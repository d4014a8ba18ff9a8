//! Application configuration.

use std::{fs, path::PathBuf};

use anyhow::{Context, Result};
use config::{Config, Environment, File, FileFormat};
use serde::{Deserialize, Serialize};

/// Directory under the user's config dir holding `config.toml`.
pub const CONFIG_DIR: &str = "packsync";

/// Prefix for environment overrides, e.g. `PACKSYNC_HOST_VERSION`.
pub const ENV_PREFIX: &str = "PACKSYNC";

/// Default decode cache budget (64 MiB of RGBA pixels).
pub const DEFAULT_TEXTURE_CACHE_BYTES: u64 = 64 * 1024 * 1024;

const DEFAULT_CONFIG: &str = r#"# packsync configuration

# Folder holding hashes.json, built-in/Default and libs.
# data_root = "/var/lib/packsync"

# Local mirror with assets/, extras/ and libs/ used as the download source.
# source_root = "/srv/packsync-mirror"

# Only report the terminal "Done" line while downloading assets.
reduced_download_info = false

# Wipe the default asset folder before a resync.
clean_on_resync = false

# Memory budget for decoded textures, in bytes.
texture_cache_bytes = 67108864
"#;

/// Runtime settings.
#[derive(Debug, Clone, Serialize, Deserialize)]
pub struct AppConfig {
    /// Root folder for the manifest and synced bundles.
    pub data_root: PathBuf,
    /// Local mirror used as the download source.
    #[serde(default)]
    pub source_root: Option<PathBuf>,
    /// Version of the host application; a change forces a resync.
    pub host_version: String,
    /// Suppress per-file progress lines.
    pub reduced_download_info: bool,
    /// Wipe the default asset folder before a resync.
    pub clean_on_resync: bool,
    /// Memory budget for decoded textures.
    pub texture_cache_bytes: u64,
}

impl Default for AppConfig {
    fn default() -> Self {
        Self {
            data_root: default_data_root(),
            source_root: None,
            host_version: env!("CARGO_PKG_VERSION").to_string(),
            reduced_download_info: false,
            clean_on_resync: false,
            texture_cache_bytes: DEFAULT_TEXTURE_CACHE_BYTES,
        }
    }
}

impl AppConfig {
    /// Load configuration from defaults, the user config file and the environment.
    pub fn load() -> Result<Self> {
        Self::load_from(config_path())
    }

    /// Load configuration using `path` as the optional config file.
    pub fn load_from(path: impl Into<PathBuf>) -> Result<Self> {
        let path = path.into();
        let defaults = Self::default();

        let settings = Config::builder()
            .set_default("data_root", defaults.data_root.to_string_lossy().to_string())?
            .set_default("host_version", defaults.host_version)?
            .set_default("reduced_download_info", defaults.reduced_download_info)?
            .set_default("clean_on_resync", defaults.clean_on_resync)?
            .set_default("texture_cache_bytes", defaults.texture_cache_bytes)?
            .add_source(File::from(path.clone()).format(FileFormat::Toml).required(false))
            .add_source(Environment::with_prefix(ENV_PREFIX).try_parsing(true))
            .build()
            .with_context(|| format!("failed to load configuration from {}", path.display()))?;

        settings
            .try_deserialize()
            .context("failed to deserialize configuration")
    }
}

/// Default location of the config file.
pub fn config_path() -> PathBuf {
    dirs::config_dir()
        .unwrap_or_else(|| PathBuf::from("."))
        .join(CONFIG_DIR)
        .join("config.toml")
}

/// Default data root under the user's data directory.
pub fn default_data_root() -> PathBuf {
    dirs::data_dir()
        .unwrap_or_else(|| PathBuf::from("."))
        .join(CONFIG_DIR)
}

/// Write the commented default config file if none exists yet.
pub fn ensure_default_config() -> Result<PathBuf> {
    let path = config_path();
    if path.exists() {
        return Ok(path);
    }
    if let Some(parent) = path.parent() {
        fs::create_dir_all(parent)
            .with_context(|| format!("failed to create {}", parent.display()))?;
    }
    fs::write(&path, DEFAULT_CONFIG)
        .with_context(|| format!("failed to write {}", path.display()))?;
    Ok(path)
}
//! JSON wire format for catalog input and selection output.
//!
//! Input: either a bare array of records or an object with an `objects`
//! array. Output: `{ metadata, objects }` with camelCase fields. Maps are
//! `BTreeMap`s so the same selection always serializes to the same bytes.

use std::collections::BTreeMap;

use serde::de::Error as _;
use serde::{Deserialize, Serialize};
use serde_json::Value;

use crate::ranking::RankedRecord;
use crate::record::CatalogRecord;
use crate::tier::BadgeTier;

#[derive(Serialize, Deserialize, Debug, Clone, PartialEq)]
#[serde(rename_all = "camelCase")]
pub struct SelectionMetadata {
    pub generated_at: String,
    pub target_count: usize,
    pub actual_count: usize,
    pub tier_distribution: BTreeMap<BadgeTier, usize>,
    pub type_distribution: BTreeMap<String, usize>,
}

#[derive(Serialize, Deserialize, Debug, Clone, PartialEq)]
pub struct SelectionDocument {
    pub metadata: SelectionMetadata,
    pub objects: Vec<RankedRecord>,
}

impl SelectionDocument {
    /// Build a document; `objects` are ordered by total score descending,
    /// ties in selection order.
    pub fn new(selected: &[RankedRecord], target_count: usize, generated_at: &str) -> Self {
        let mut objects = selected.to_vec();
        objects.sort_by(|a, b| b.total_score().total_cmp(&a.total_score()));

        let mut tier_distribution: BTreeMap<BadgeTier, usize> =
            BadgeTier::ALL.into_iter().map(|t| (t, 0)).collect();
        let mut type_distribution: BTreeMap<String, usize> = BTreeMap::new();
        for record in &objects {
            *tier_distribution.entry(record.badge_tier).or_default() += 1;
            *type_distribution
                .entry(record.scored.record.object_type.clone())
                .or_default() += 1;
        }

        Self {
            metadata: SelectionMetadata {
                generated_at: generated_at.to_string(),
                target_count,
                actual_count: objects.len(),
                tier_distribution,
                type_distribution,
            },
            objects,
        }
    }
}

/// Parse a catalog file's contents.
pub fn parse_catalog(json: &str) -> Result<Vec<CatalogRecord>, serde_json::Error> {
    let value: Value = serde_json::from_str(json)?;
    match value {
        Value::Array(_) => serde_json::from_value(value),
        Value::Object(mut map) => match map.remove("objects") {
            Some(objects @ Value::Array(_)) => serde_json::from_value(objects),
            _ => Err(serde_json::Error::custom(
                "catalog object must contain an `objects` array",
            )),
        },
        _ => Err(serde_json::Error::custom(
            "catalog must be an array of records or an object with an `objects` array",
        )),
    }
}

pub fn export_selection(document: &SelectionDocument) -> Result<String, serde_json::Error> {
    let mut json = serde_json::to_string_pretty(document)?;
    json.push('\n');
    Ok(json)
}

pub fn import_selection(json: &str) -> Result<SelectionDocument, serde_json::Error> {
    serde_json::from_str(json)
}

TASK STATEMENT:
In the listing above, reproduce the first line and each one after it through the line that contains "#[derive(Debug, Clone, Serialize, Deserialize)]".

PROBLEM SOLUTION:
repository d4014a8ba18ff9a8
//! Application configuration.

use std::{fs, path::PathBuf};

use anyhow::{Context, Result};
use config::{Config, Environment, File, FileFormat};
use serde::{Deserialize, Serialize};

/// Directory under the user's config dir holding `config.toml`.
pub const CONFIG_DIR: &str = "packsync";

/// Prefix for environment overrides, e.g. `PACKSYNC_HOST_VERSION`.
pub const ENV_PREFIX: &str = "PACKSYNC";

/// Default decode cache budget (64 MiB of RGBA pixels).
pub const DEFAULT_TEXTURE_CACHE_BYTES: u64 = 64 * 1024 * 1024;

const DEFAULT_CONFIG: &str = r#"# packsync configuration

# Folder holding hashes.json, built-in/Default and libs.
# data_root = "/var/lib/packsync"

# Local mirror with assets/, extras/ and libs/ used as the download source.
# source_root = "/srv/packsync-mirror"

# Only report the terminal "Done" line while downloading assets.
reduced_download_info = false

# Wipe the default asset folder before a resync.
clean_on_resync = false

# Memory budget for decoded textures, in bytes.
texture_cache_bytes = 67108864
"#;

/// Runtime settings.
#[derive(Debug, Clone, Serialize, Deserialize)]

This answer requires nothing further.